Lênin (2010) no seu célebre “O Estado e a Revolução” aborda essa questão do armamento da população a partir do pensamento de Engels. Ele salienta que pelo fato da sociedade ser dividida em classes antagônicas é previsível que esse armamento desembocaria numa luta armada. Daí que se busca pelo monopólio da força. “A classe dominante se empenha em reconstituir, a seu serviço, corpos de homens armados” e a classe oprimida, por sua vez, “se empenha em criar uma nova organização do mesmo gênero, para pô-la ao serviço, não mais dos exploradores, mas dos explorados” (LÊNIN, 2010, p. 30).

Bolsonaro e seus aliados sabem muito bem disso. Quando defendem o armamento da população na verdade estão defendendo o armamento da classe dominante – que já  tem sobre o seu poder as forças armadas oficiais. Desse modo o objetivo não é quebrar o monopólio da força do Estado, mas fortalece-lo mais ainda. Pois eles sabem que se toda a população se armar a rebelião contra o estado de coisas atual será feroz.

Diante disso, ganha mais força o questionamento: Por que não fuzil? Ao invés de nos opormos ao desarmamento, façamos o contrário, defendamos o armamento de toda a população. Defendamos o direito dos trabalhadores se armarem – de cada sindicato ter uma sessão militar. Dos indígenas se armarem, dos quilombolas, dos sem terra, dos sem teto. 

Há uma certa ingenuidade nos setores da esquerda achando que tudo se resolve com uma vitória eleitoral. Esqueceram-se do que disse Lênin, sobre o fato do voto ser um instrumento de dominação da classe dominante.
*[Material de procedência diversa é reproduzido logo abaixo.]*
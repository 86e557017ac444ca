// REST surface for gateway configs, chat sessions and message history.
use crate::api::errors::{bad_request, internal_error, not_found};
use crate::state::AppState;
use axum::extract::{Path as AxumPath, Query, State};
use axum::response::Response;
use axum::{
    routing::{delete, get},
    Json, Router,
};
use serde::Deserialize;
use serde_json::{json, Value};
use std::sync::Arc;
use uuid::Uuid;

pub fn router() -> Router<Arc<AppState>> {
    Router::new()
        .route("/api/gateways", get(list_gateways).post(add_gateway))
        .route("/api/gateways/{id}", delete(delete_gateway))
        .route("/api/gateways/{id}/status", get(gateway_status))
        .route(
            "/api/gateways/{id}/sessions",
            get(list_sessions).post(create_session),
        )
        .route(
            "/api/gateways/{id}/sessions/{key}",
            get(get_session).delete(delete_session),
        )
        .route(
            "/api/gateways/{id}/sessions/{key}/messages",
            get(list_messages),
        )
}

#[derive(Debug, Deserialize)]
struct AddGatewayRequest {
    id: String,
    name: String,
    url: String,
    #[serde(default)]
    token: Option<String>,
    #[serde(default)]
    password: Option<String>,
}

#[derive(Debug, Deserialize)]
struct CreateSessionRequest {
    #[serde(default)]
    session_key: Option<String>,
    #[serde(default)]
    title: Option<String>,
    #[serde(default)]
    agent_id: Option<String>,
    #[serde(default)]
    model: Option<String>,
}

#[derive(Debug, Deserialize)]
struct MessagesQuery {
    #[serde(default)]
    limit: Option<i64>,
    #[serde(default)]
    before: Option<i64>,
}

async fn list_gateways(State(state): State<Arc<AppState>>) -> Result<Json<Value>, Response> {
    let stored = state.storage.list_gateways().map_err(internal_error)?;
    let mut records = Vec::with_capacity(stored.len());
    for record in stored {
        let connected = state
            .gateways
            .get(&record.id)
            .await
            .map(|connection| connection.is_connected())
            .unwrap_or(false);
        records.push(json!({
            "id": record.id,
            "name": record.name,
            "url": record.url,
            "connected": connected,
            "createdAt": record.created_at,
        }));
    }
    Ok(Json(Value::Array(records)))
}

async fn add_gateway(
    State(state): State<Arc<AppState>>,
    Json(payload): Json<AddGatewayRequest>,
) -> Result<Json<Value>, Response> {
    let gateway_id = payload.id.trim().to_string();
    let name = payload.name.trim().to_string();
    let url = payload.url.trim().to_string();
    if gateway_id.is_empty() || name.is_empty() || url.is_empty() {
        return Err(bad_request("id, name and url are required"));
    }
    let parsed = url::Url::parse(&url).map_err(|_| bad_request("invalid gateway url"))?;
    if parsed.scheme() != "ws" && parsed.scheme() != "wss" {
        return Err(bad_request("gateway url must be ws:// or wss://"));
    }
    let record = state
        .gateways
        .register(
            &gateway_id,
            &name,
            &url,
            payload.token.as_deref().map(str::trim).filter(|value| !value.is_empty()),
            payload
                .password
                .as_deref()
                .map(str::trim)
                .filter(|value| !value.is_empty()),
        )
        .await
        .map_err(|err| {
            if err.downcast_ref::<crate::storage::AlreadyExists>().is_some() {
                bad_request("gateway already exists")
            } else {
                internal_error(err)
            }
        })?;
    Ok(Json(serde_json::to_value(record).unwrap_or(Value::Null)))
}

async fn delete_gateway(
    State(state): State<Arc<AppState>>,
    AxumPath(gateway_id): AxumPath<String>,
) -> Result<Json<Value>, Response> {
    let deleted = state
        .gateways
        .unregister(&gateway_id)
        .await
        .map_err(internal_error)?;
    if !deleted {
        return Err(not_found("gateway not found"));
    }
    Ok(Json(json!({ "ok": true })))
}

async fn gateway_status(
    State(state): State<Arc<AppState>>,
    AxumPath(gateway_id): AxumPath<String>,
) -> Result<Json<Value>, Response> {
    let status = state
        .gateways
        .status(&gateway_id)
        .await
        .ok_or_else(|| not_found("gateway not found"))?;
    Ok(Json(serde_json::to_value(status).unwrap_or(Value::Null)))
}

async fn list_sessions(
    State(state): State<Arc<AppState>>,
    AxumPath(gateway_id): AxumPath<String>,
) -> Result<Json<Value>, Response> {
    require_gateway(&state, &gateway_id)?;
    let sessions = state
        .storage
        .list_sessions(&gateway_id)
        .map_err(internal_error)?;
    Ok(Json(serde_json::to_value(sessions).unwrap_or(Value::Null)))
}

async fn create_session(
    State(state): State<Arc<AppState>>,
    AxumPath(gateway_id): AxumPath<String>,
    Json(payload): Json<CreateSessionRequest>,
) -> Result<Json<Value>, Response> {
    require_gateway(&state, &gateway_id)?;
    let session_key = payload
        .session_key
        .as_deref()
        .map(str::trim)
        .filter(|value| !value.is_empty())
        .map(str::to_string)
        .unwrap_or_else(|| format!("sess_{}", Uuid::new_v4().simple()));
    let session = state
        .storage
        .upsert_session(
            &gateway_id,
            &session_key,
            payload.agent_id.as_deref(),
            payload.model.as_deref(),
            payload.title.as_deref(),
        )
        .map_err(internal_error)?;
    Ok(Json(serde_json::to_value(session).unwrap_or(Value::Null)))
}

async fn get_session(
    State(state): State<Arc<AppState>>,
    AxumPath((gateway_id, session_key)): AxumPath<(String, String)>,
) -> Result<Json<Value>, Response> {
    require_gateway(&state, &gateway_id)?;
    let session = state
        .storage
        .get_session(&gateway_id, &session_key)
        .map_err(internal_error)?
        .ok_or_else(|| not_found("session not found"))?;
    Ok(Json(serde_json::to_value(session).unwrap_or(Value::Null)))
}

async fn delete_session(
    State(state): State<Arc<AppState>>,
    AxumPath((gateway_id, session_key)): AxumPath<(String, String)>,
) -> Result<Json<Value>, Response> {
    require_gateway(&state, &gateway_id)?;
    let deleted = state
        .storage
        .delete_session(&gateway_id, &session_key)
        .map_err(internal_error)?;
    if !deleted {
        return Err(not_found("session not found"));
    }
    Ok(Json(json!({ "ok": true })))
}

async fn list_messages(
    State(state): State<Arc<AppState>>,
    AxumPath((gateway_id, session_key)): AxumPath<(String, String)>,
    Query(query): Query<MessagesQuery>,
) -> Result<Json<Value>, Response> {
    require_gateway(&state, &gateway_id)?;
    if state
        .storage
        .get_session(&gateway_id, &session_key)
        .map_err(internal_error)?
        .is_none()
    {
        return Err(not_found("session not found"));
    }
    let messages = state
        .storage
        .list_messages(&gateway_id, &session_key, query.limit, query.before)
        .map_err(internal_error)?;
    Ok(Json(serde_json::to_value(messages).unwrap_or(Value::Null)))
}

fn require_gateway(state: &Arc<AppState>, gateway_id: &str) -> Result<(), Response> {
    match state.storage.get_gateway(gateway_id) {
        Ok(Some(_)) => Ok(()),
        Ok(None) => Err(not_found("gateway not found")),
        Err(err) => Err(internal_error(err)),
    }
}
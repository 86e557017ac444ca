// Storage module: embedded relational persistence for gateways, chat
// sessions, message history and federated sessions.

mod sqlite;

use crate::config::StorageConfig;
use anyhow::Result;
use serde::{Deserialize, Serialize};
use std::fmt;
use std::sync::Arc;

pub use sqlite::SqliteStorage;

/// Duplicate-key marker carried inside `anyhow::Error` so the REST boundary
/// can map it to a 400 without string matching.
#[derive(Debug, Clone, Copy, PartialEq, Eq)]
pub struct AlreadyExists;

impl fmt::Display for AlreadyExists {
    fn fmt(&self, f: &mut fmt::Formatter<'_>) -> fmt::Result {
        write!(f, "record already exists")
    }
}

impl std::error::Error for AlreadyExists {}

#[derive(Debug, Clone, Copy, PartialEq, Eq, Serialize, Deserialize)]
#[serde(rename_all = "snake_case")]
pub enum MessageRole {
    User,
    Assistant,
    System,
}

impl MessageRole {
    pub fn as_str(&self) -> &'static str {
        match self {
            Self::User => "user",
            Self::Assistant => "assistant",
            Self::System => "system",
        }
    }

    pub fn from_str(value: &str) -> Option<Self> {
        match value.trim().to_ascii_lowercase().as_str() {
            "user" => Some(Self::User),
            "assistant" => Some(Self::Assistant),
            "system" => Some(Self::System),
            _ => None,
        }
    }
}

/// Message content is an ordered list of typed blocks, serialized to JSON
/// text in the store so richer block types can be added without migrations.
#[derive(Debug, Clone, PartialEq, Eq, Serialize, Deserialize)]
#[serde(tag = "type", rename_all = "snake_case")]
pub enum ContentBlock {
    Text { text: String },
}

impl ContentBlock {
    pub fn text(value: impl Into<String>) -> Self {
        Self::Text { text: value.into() }
    }
}

#[derive(Debug, Clone, Serialize)]
#[serde(rename_all = "camelCase")]
pub struct GatewayRecord {
    pub id: String,
    pub name: String,
    pub url: String,
    pub created_at: f64,
}

#[derive(Debug, Clone, Default)]
pub struct GatewayAuthRecord {
    pub token: Option<String>,
    pub password: Option<String>,
}

#[derive(Debug, Clone, Serialize)]
#[serde(rename_all = "camelCase")]
pub struct SessionRecord {
    pub id: i64,
    pub gateway_id: String,
    pub session_key: String,
    pub title: Option<String>,
    pub agent_id: Option<String>,
    pub model: Option<String>,
    pub created_at: f64,
    pub last_activity: f64,
}

#[derive(Debug, Clone, Serialize)]
#[serde(rename_all = "camelCase")]
pub struct MessageRecord {
    pub id: i64,
    pub session_id: i64,
    pub role: MessageRole,
    pub content: Vec<ContentBlock>,
    pub upstream_ts: Option<f64>,
    pub created_at: f64,
}

#[derive(Debug, Clone, PartialEq, Eq, Serialize, Deserialize)]
pub struct FederatedTarget {
    pub gateway_id: String,
    pub session_key: String,
}

#[derive(Debug, Clone, Serialize)]
#[serde(rename_all = "camelCase")]
pub struct FederatedSessionRecord {
    pub id: String,
    pub title: Option<String>,
    pub targets: Vec<FederatedTarget>,
    pub created_at: f64,
    pub last_activity: f64,
}

pub const MESSAGE_LIMIT_DEFAULT: i64 = 50;
pub const MESSAGE_LIMIT_MAX: i64 = 500;

/// Storage backend abstraction. The embedded store serializes writes; all
/// methods are synchronous and cheap enough to call from request handlers.
pub trait StorageBackend: Send + Sync {
    fn ensure_initialized(&self) -> Result<()>;

    fn list_gateways(&self) -> Result<Vec<GatewayRecord>>;
    fn get_gateway(&self, gateway_id: &str) -> Result<Option<GatewayRecord>>;
    fn get_gateway_auth(&self, gateway_id: &str) -> Result<Option<GatewayAuthRecord>>;
    fn add_gateway(
        &self,
        gateway_id: &str,
        name: &str,
        url: &str,
        token: Option<&str>,
        password: Option<&str>,
    ) -> Result<GatewayRecord>;
    /// Removes the gateway row and cascades to its sessions and messages.
    fn delete_gateway(&self, gateway_id: &str) -> Result<bool>;

    fn list_sessions(&self, gateway_id: &str) -> Result<Vec<SessionRecord>>;
    fn get_session(&self, gateway_id: &str, session_key: &str) -> Result<Option<SessionRecord>>;
    fn upsert_session(
        &self,
        gateway_id: &str,
        session_key: &str,
        agent_id: Option<&str>,
        model: Option<&str>,
        title: Option<&str>,
    ) -> Result<SessionRecord>;
    fn delete_session(&self, gateway_id: &str, session_key: &str) -> Result<bool>;

    fn append_message(
        &self,
        gateway_id: &str,
        session_key: &str,
        role: MessageRole,
        content: &[ContentBlock],
        upstream_ts: Option<f64>,
    ) -> Result<MessageRecord>;
    fn list_messages(
        &self,
        gateway_id: &str,
        session_key: &str,
        limit: Option<i64>,
        before_id: Option<i64>,
    ) -> Result<Vec<MessageRecord>>;

    fn create_federated_session(
        &self,
        title: Option<&str>,
        targets: &[FederatedTarget],
    ) -> Result<FederatedSessionRecord>;
    fn list_federated_sessions(&self) -> Result<Vec<FederatedSessionRecord>>;
    fn get_federated_session(&self, federated_id: &str) -> Result<Option<FederatedSessionRecord>>;
    fn touch_federated_session(&self, federated_id: &str) -> Result<()>;
    fn delete_federated_session(&self, federated_id: &str) -> Result<bool>;
}

pub fn build_storage(config: &StorageConfig) -> Arc<dyn StorageBackend> {
    Arc::new(SqliteStorage::new(config.db_path.clone()))
}

pub fn clamp_message_limit(limit: Option<i64>) -> i64 {
    limit
        .unwrap_or(MESSAGE_LIMIT_DEFAULT)
        .clamp(0, MESSAGE_LIMIT_MAX)
}

#[cfg(test)]
mod tests {
    use super::*;

    #[test]
    fn message_limit_defaults_and_clamps() {
        assert_eq!(clamp_message_limit(None), MESSAGE_LIMIT_DEFAULT);
        assert_eq!(clamp_message_limit(Some(0)), 0);
        assert_eq!(clamp_message_limit(Some(120)), 120);
        assert_eq!(clamp_message_limit(Some(9999)), MESSAGE_LIMIT_MAX);
        assert_eq!(clamp_message_limit(Some(-5)), 0);
    }

    #[test]
    fn content_blocks_serialize_as_typed_array() {
        let blocks = vec![ContentBlock::text("hello")];
        let json = serde_json::to_string(&blocks).expect("serialize blocks");
        assert_eq!(json, r#"[{"type":"text","text":"hello"}]"#);
    }

    #[test]
    fn role_round_trips_through_str() {
        for role in [MessageRole::User, MessageRole::Assistant, MessageRole::System] {
            assert_eq!(MessageRole::from_str(role.as_str()), Some(role));
        }
        assert_eq!(MessageRole::from_str("tool"), None);
    }
}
Esqueceram-se também, como diz  Paulo Arantes, que política é luta – e que quando necessário deve-se inclusive pegar em armas como se fez durante a ditadura militar. Aliás, há um discurso hegemônico no campo da esquerda que a resistência armada contra a Ditadura Civil-Militar foi um equívoco – o que certamente contribuí para esse rechaço ao fuzil. Diante disso é importante lembrar das palavras do Vladimir Safatle:

“A esquerda precisa entender de uma vez por todas a natureza do embate, ouvir aqueles mais dispostos ao confronto, esses que não tiveram medo de ir para a rua hoje, e assumir uma lógica de polarização. Isso implica que ela precisa mobilizar a partir da sua própria noção de ruptura, em alto e bom som. Uma ruptura contra outra. Não há mais nada a salvar ou a preservar nesse país. Ele acabou. Um país cuja data de sua independência é comemorada dessa forma simplesmente acabou. Se for para lutar, que não seja para salvá-lo, mas para criar outro.”

Estamos a altura dessa tarefa histórica? Ou vamos continuar achando que tudo se resolverá na próxima eleição? Se a nossa opção for criar outro país e não continuar tentando salvar esse, o fuzil será um instrumento importante. 

Por Pedro Ferreira Nunes – Educador Popular e Especialista em Filosofia e Direitos Humanos.